(Source data begins)

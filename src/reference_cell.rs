//! Cell definitions
//!
//! Vertex, edge and face orderings here are the file-order conventions that
//! the flat point numbering of the higher-order cells is built on: corner
//! vertices first, in the same order as the matching linear cell, then edges,
//! then faces.

use crate::types::{RealScalar, ReferenceCellType};

/// The topological dimension of the cell
pub fn dim(cell: ReferenceCellType) -> usize {
    match cell {
        ReferenceCellType::Interval => 1,
        ReferenceCellType::Triangle => 2,
        ReferenceCellType::Quadrilateral => 2,
        ReferenceCellType::Tetrahedron => 3,
        ReferenceCellType::Hexahedron => 3,
        ReferenceCellType::Prism => 3,
    }
}

/// Is the cell a simplex?
pub fn is_simplex(cell: ReferenceCellType) -> bool {
    match cell {
        ReferenceCellType::Interval => true,
        ReferenceCellType::Triangle => true,
        ReferenceCellType::Quadrilateral => false,
        ReferenceCellType::Tetrahedron => true,
        ReferenceCellType::Hexahedron => false,
        ReferenceCellType::Prism => false,
    }
}

/// The vertices of the reference cell
pub fn vertices<T: RealScalar>(cell: ReferenceCellType) -> Vec<[T; 3]> {
    let zero = T::zero();
    let one = T::one();
    match cell {
        ReferenceCellType::Interval => vec![[zero, zero, zero], [one, zero, zero]],
        ReferenceCellType::Triangle => vec![
            [zero, zero, zero],
            [one, zero, zero],
            [zero, one, zero],
        ],
        ReferenceCellType::Quadrilateral => vec![
            [zero, zero, zero],
            [one, zero, zero],
            [one, one, zero],
            [zero, one, zero],
        ],
        ReferenceCellType::Tetrahedron => vec![
            [zero, zero, zero],
            [one, zero, zero],
            [zero, one, zero],
            [zero, zero, one],
        ],
        ReferenceCellType::Hexahedron => vec![
            [zero, zero, zero],
            [one, zero, zero],
            [one, one, zero],
            [zero, one, zero],
            [zero, zero, one],
            [one, zero, one],
            [one, one, one],
            [zero, one, one],
        ],
        ReferenceCellType::Prism => vec![
            [zero, zero, zero],
            [one, zero, zero],
            [zero, one, zero],
            [zero, zero, one],
            [one, zero, one],
            [zero, one, one],
        ],
    }
}

/// The midpoint of the cell
pub fn midpoint<T: RealScalar>(cell: ReferenceCellType) -> [T; 3] {
    let zero = T::zero();
    let half = T::from(0.5).unwrap();
    let third = T::one() / T::from(3.0).unwrap();
    match cell {
        ReferenceCellType::Interval => [half, zero, zero],
        ReferenceCellType::Triangle => [third, third, zero],
        ReferenceCellType::Quadrilateral => [half, half, zero],
        ReferenceCellType::Tetrahedron => [T::from(0.25).unwrap(); 3],
        ReferenceCellType::Hexahedron => [half, half, half],
        ReferenceCellType::Prism => [third, third, half],
    }
}

/// The edges of the reference cell
pub fn edges(cell: ReferenceCellType) -> Vec<[usize; 2]> {
    match cell {
        ReferenceCellType::Interval => vec![[0, 1]],
        ReferenceCellType::Triangle => vec![[0, 1], [1, 2], [2, 0]],
        ReferenceCellType::Quadrilateral => vec![[0, 1], [1, 2], [3, 2], [0, 3]],
        ReferenceCellType::Tetrahedron => {
            vec![[0, 1], [1, 2], [2, 0], [0, 3], [1, 3], [2, 3]]
        }
        ReferenceCellType::Hexahedron => vec![
            [0, 1],
            [1, 2],
            [3, 2],
            [0, 3],
            [4, 5],
            [5, 6],
            [7, 6],
            [4, 7],
            [0, 4],
            [1, 5],
            [2, 6],
            [3, 7],
        ],
        ReferenceCellType::Prism => vec![
            [0, 1],
            [1, 2],
            [2, 0],
            [3, 4],
            [4, 5],
            [5, 3],
            [0, 3],
            [1, 4],
            [2, 5],
        ],
    }
}

/// The faces of the reference cell
pub fn faces(cell: ReferenceCellType) -> Vec<Vec<usize>> {
    match cell {
        ReferenceCellType::Interval => vec![],
        ReferenceCellType::Triangle => vec![vec![0, 1, 2]],
        ReferenceCellType::Quadrilateral => vec![vec![0, 1, 2, 3]],
        ReferenceCellType::Tetrahedron => vec![
            vec![0, 1, 3],
            vec![1, 2, 3],
            vec![2, 0, 3],
            vec![0, 1, 2],
        ],
        ReferenceCellType::Hexahedron => vec![
            vec![0, 3, 7, 4],
            vec![1, 2, 6, 5],
            vec![0, 1, 5, 4],
            vec![3, 2, 6, 7],
            vec![0, 1, 2, 3],
            vec![4, 5, 6, 7],
        ],
        ReferenceCellType::Prism => vec![
            vec![0, 1, 2],
            vec![3, 4, 5],
            vec![0, 1, 4, 3],
            vec![1, 2, 5, 4],
            vec![2, 0, 3, 5],
        ],
    }
}

/// The number of subentities of each dimension
pub fn entity_counts(cell: ReferenceCellType) -> [usize; 4] {
    match cell {
        ReferenceCellType::Interval => [2, 1, 0, 0],
        ReferenceCellType::Triangle => [3, 3, 1, 0],
        ReferenceCellType::Quadrilateral => [4, 4, 1, 0],
        ReferenceCellType::Tetrahedron => [4, 6, 4, 1],
        ReferenceCellType::Hexahedron => [8, 12, 6, 1],
        ReferenceCellType::Prism => [6, 9, 5, 1],
    }
}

(Source data ends)

Your instructions: The word is "usize". Copy every line above where it appears.

Result of the task:
pub fn dim(cell: ReferenceCellType) -> usize {
pub fn edges(cell: ReferenceCellType) -> Vec<[usize; 2]> {
pub fn faces(cell: ReferenceCellType) -> Vec<Vec<usize>> {
pub fn entity_counts(cell: ReferenceCellType) -> [usize; 4] {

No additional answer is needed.